Greece’s Syriza wants to wipe out a big part of the country’s debt and cancel the terms of a bailout from the EU and IMF that Athens needs to pay its bills.
Greek prime minister Antonis Samaras failed to get enough support for his nominee and will call a national election for January 25. Stocks in Athens plunged up to 11.3% and yields on 10-year government bonds spiked to their highest since September 2013.
On Wall Street, however, the S&P 500 touched yet another intraday record high, boosted by gains in energy, consumer and bank stocks.
“Greece is always worth paying attention to, but it’s a hiccup,” said Mark Martiak, senior wealth strategist at Premier Wealth/First Allied Securities in New York. “I don’t see it as anything that makes a difference in the overall market.”
European markets reflected uncertainty about Greece’s future in the eurozone under a possible Syriza government. Yields on the country’s government bonds spiked sharply, while Italian and Spanish markets also took heavy hits as investors instead made a dash for ultra-safe German debt.
“A Greek accident has become a potent risk — but mostly for Greece itself,” said Holger Schmieding at Berenberg Bank in London.
“Of course, the tail risk of a Greek exit poses questions for Europe. But if that tail risk were to materialise, we see no significant probability that any other country would want to follow.”
The euro advanced slightly against the US dollar despite the Greek concern, up 0.1% at $1.2187. It was not far from last week’s $1.2164, which was the lowest going back to early August 2012.

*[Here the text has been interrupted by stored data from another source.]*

use axum::extract::DefaultBodyLimit;
use axum::routing::{delete, get, post};
use axum::Router;

use crate::handlers::voice;
use crate::state::AppState;

/// Largest accepted voice sample upload.
const MAX_SAMPLE_BYTES: usize = 50 * 1024 * 1024;

/// Voice cloning routes mounted at `/voice-cloning`.
///
/// ```text
/// POST   /upload-sample          -> upload_sample
/// POST   /train                  -> train
/// GET    /training-status/{id}   -> training_status
/// GET    /models                 -> list_models
/// POST   /synthesize             -> synthesize
/// DELETE /model                  -> delete_model
/// ```
pub fn router() -> Router<AppState> {
    Router::new()
        .route(
            "/upload-sample",
            post(voice::upload_sample).layer(DefaultBodyLimit::max(MAX_SAMPLE_BYTES)),
        )
        .route("/train", post(voice::train))
        .route("/training-status/{id}", get(voice::training_status))
        .route("/models", get(voice::list_models))
        .route("/synthesize", post(voice::synthesize))
        .route("/model", delete(voice::delete_model))
}
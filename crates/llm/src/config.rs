/// Provider account configuration loaded from environment variables.
#[derive(Debug, Clone)]
pub struct LlmConfig {
    /// Bearer credential. `None` puts the gateway in mock mode.
    pub api_key: Option<String>,
    /// Base URL of the OpenAI-compatible API, without a trailing slash.
    pub base_url: String,
    /// Model used when a request does not name one.
    pub model: String,
    /// Token limit used when a request does not set one.
    pub max_tokens: u32,
    pub temperature: f32,
}

pub const DEFAULT_BASE_URL: &str = "https://api.openai.com/v1";
pub const DEFAULT_MODEL: &str = "gpt-4";
pub const DEFAULT_MAX_TOKENS: u32 = 512;
pub const DEFAULT_TEMPERATURE: f32 = 0.7;

impl Default for LlmConfig {
    fn default() -> Self {
        Self {
            api_key: None,
            base_url: DEFAULT_BASE_URL.to_string(),
            model: DEFAULT_MODEL.to_string(),
            max_tokens: DEFAULT_MAX_TOKENS,
            temperature: DEFAULT_TEMPERATURE,
        }
    }
}

impl LlmConfig {
    /// Load configuration from environment variables with defaults.
    ///
    /// | Env Var              | Default                      |
    /// |----------------------|------------------------------|
    /// | `OPENAI_API_KEY`     | unset (mock mode)            |
    /// | `OPENAI_BASE_URL`    | `https://api.openai.com/v1`  |
    /// | `OPENAI_MODEL`       | `gpt-4`                      |
    /// | `OPENAI_MAX_TOKENS`  | `512`                        |
    /// | `OPENAI_TEMPERATURE` | `0.7`                        |
    ///
    /// A blank `OPENAI_API_KEY` counts as unset.
    pub fn from_env() -> Self {
        let api_key = std::env::var("OPENAI_API_KEY")
            .ok()
            .map(|key| key.trim().to_string())
            .filter(|key| !key.is_empty());

        let base_url = std::env::var("OPENAI_BASE_URL")
            .unwrap_or_else(|_| DEFAULT_BASE_URL.into())
            .trim_end_matches('/')
            .to_string();

        let model = std::env::var("OPENAI_MODEL").unwrap_or_else(|_| DEFAULT_MODEL.into());

        let max_tokens: u32 = std::env::var("OPENAI_MAX_TOKENS")
            .unwrap_or_else(|_| DEFAULT_MAX_TOKENS.to_string())
            .parse()
            .expect("OPENAI_MAX_TOKENS must be a valid u32");

        let temperature: f32 = std::env::var("OPENAI_TEMPERATURE")
            .unwrap_or_else(|_| DEFAULT_TEMPERATURE.to_string())
            .parse()
            .expect("OPENAI_TEMPERATURE must be a valid number");

        Self {
            api_key,
            base_url,
            model,
            max_tokens,
            temperature,
        }
    }

    pub fn has_credential(&self) -> bool {
        self.api_key.is_some()
    }
}
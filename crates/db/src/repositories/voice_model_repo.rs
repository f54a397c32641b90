//! Repository for trained voice model metadata.

use crate::collections::VOICE_MODELS;
use crate::error::StoreError;
use crate::models::voice_model::{CreateVoiceModel, VoiceModel};
use crate::repositories::decode_all;
use crate::store::{to_body, DocumentStore, Filter, FindOptions};

pub struct VoiceModelRepo;

fn of_user(user_id: &str) -> Filter {
    Filter::new().eq("user_id", user_id)
}

impl VoiceModelRepo {
    /// Store the user's voice model, replacing any earlier one.
    pub async fn upsert_for_user(
        store: &dyn DocumentStore,
        input: &CreateVoiceModel,
    ) -> Result<VoiceModel, StoreError> {
        store.delete(VOICE_MODELS, &of_user(&input.user_id)).await?;
        store.insert(VOICE_MODELS, to_body(input)?).await?.decode()
    }

    pub async fn find_for_user(
        store: &dyn DocumentStore,
        user_id: &str,
    ) -> Result<Option<VoiceModel>, StoreError> {
        store
            .find_one(VOICE_MODELS, &of_user(user_id))
            .await?
            .map(|doc| doc.decode())
            .transpose()
    }

    pub async fn list_for_user(
        store: &dyn DocumentStore,
        user_id: &str,
    ) -> Result<Vec<VoiceModel>, StoreError> {
        let docs = store
            .find(VOICE_MODELS, &of_user(user_id), &FindOptions::newest_first())
            .await?;
        decode_all(docs)
    }

    /// Returns the number of records removed.
    pub async fn delete_for_user(
        store: &dyn DocumentStore,
        user_id: &str,
    ) -> Result<u64, StoreError> {
        store.delete(VOICE_MODELS, &of_user(user_id)).await
    }
}
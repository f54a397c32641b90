use axum::http::StatusCode;
use axum::response::{IntoResponse, Response};
use coachly_core::error::CoreError;
use coachly_db::StoreError;
use serde_json::json;

/// Application-level error type for HTTP handlers.
///
/// Wraps [`CoreError`] for domain errors and [`StoreError`] for storage
/// failures, and adds HTTP-specific variants. Implements [`IntoResponse`]
/// to produce consistent `{error, code}` JSON bodies.
#[derive(Debug, thiserror::Error)]
pub enum AppError {
    /// A domain-level error from `coachly_core`.
    #[error(transparent)]
    Core(#[from] CoreError),

    /// A document store failure on a primary operation.
    #[error("Store error: {0}")]
    Store(#[from] StoreError),

    /// A bad request with a human-readable message.
    #[error("Bad request: {0}")]
    BadRequest(String),

    /// An internal error with a human-readable message.
    #[error("Internal error: {0}")]
    InternalError(String),
}

/// Convenience type alias for handler return values.
pub type AppResult<T> = Result<T, AppError>;

impl AppError {
    pub fn not_found(entity: &'static str, id: impl Into<String>) -> Self {
        AppError::Core(CoreError::NotFound {
            entity,
            id: id.into(),
        })
    }

    fn internal() -> (StatusCode, &'static str, String) {
        (
            StatusCode::INTERNAL_SERVER_ERROR,
            "INTERNAL_ERROR",
            "An internal error occurred".to_string(),
        )
    }
}

impl IntoResponse for AppError {
    fn into_response(self) -> Response {
        let (status, code, message) = match &self {
            AppError::Core(core) => match core {
                CoreError::NotFound { entity, id } => (
                    StatusCode::NOT_FOUND,
                    "NOT_FOUND",
                    format!("{entity} with id {id} not found"),
                ),
                CoreError::Validation(msg) => {
                    (StatusCode::BAD_REQUEST, "VALIDATION_ERROR", msg.clone())
                }
                CoreError::Unauthorized(msg) => {
                    (StatusCode::UNAUTHORIZED, "UNAUTHORIZED", msg.clone())
                }
                CoreError::Forbidden(msg) => (StatusCode::FORBIDDEN, "FORBIDDEN", msg.clone()),
                CoreError::Internal(msg) => {
                    tracing::error!(error = %msg, "Internal core error");
                    AppError::internal()
                }
            },

            AppError::Store(err) => {
                tracing::error!(error = %err, "Store error");
                AppError::internal()
            }

            AppError::BadRequest(msg) => (StatusCode::BAD_REQUEST, "BAD_REQUEST", msg.clone()),
            AppError::InternalError(msg) => {
                tracing::error!(error = %msg, "Internal error");
                AppError::internal()
            }
        };

        let body = json!({
            "error": message,
            "code": code,
        });

        (status, axum::Json(body)).into_response()
    }
}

The pan-European FTSEurofirst 300 index slipped 0.1% and an MSCI gauge of major equity markets edged up 0.2%.
Following two days of declines, oil prices rose after Libyan officials said a fire caused by fighting at a main export terminal destroyed 800,000 barrels of crude, more than two days of output.
In a statement, the IMF said discussions with the Greek authorities regarding the completion of the sixth review of the country’s bailout programme will resume once a new government is in place, in consultation with the European Commission and the European Central Bank. “Greece faces no immediate financing needs,” it added.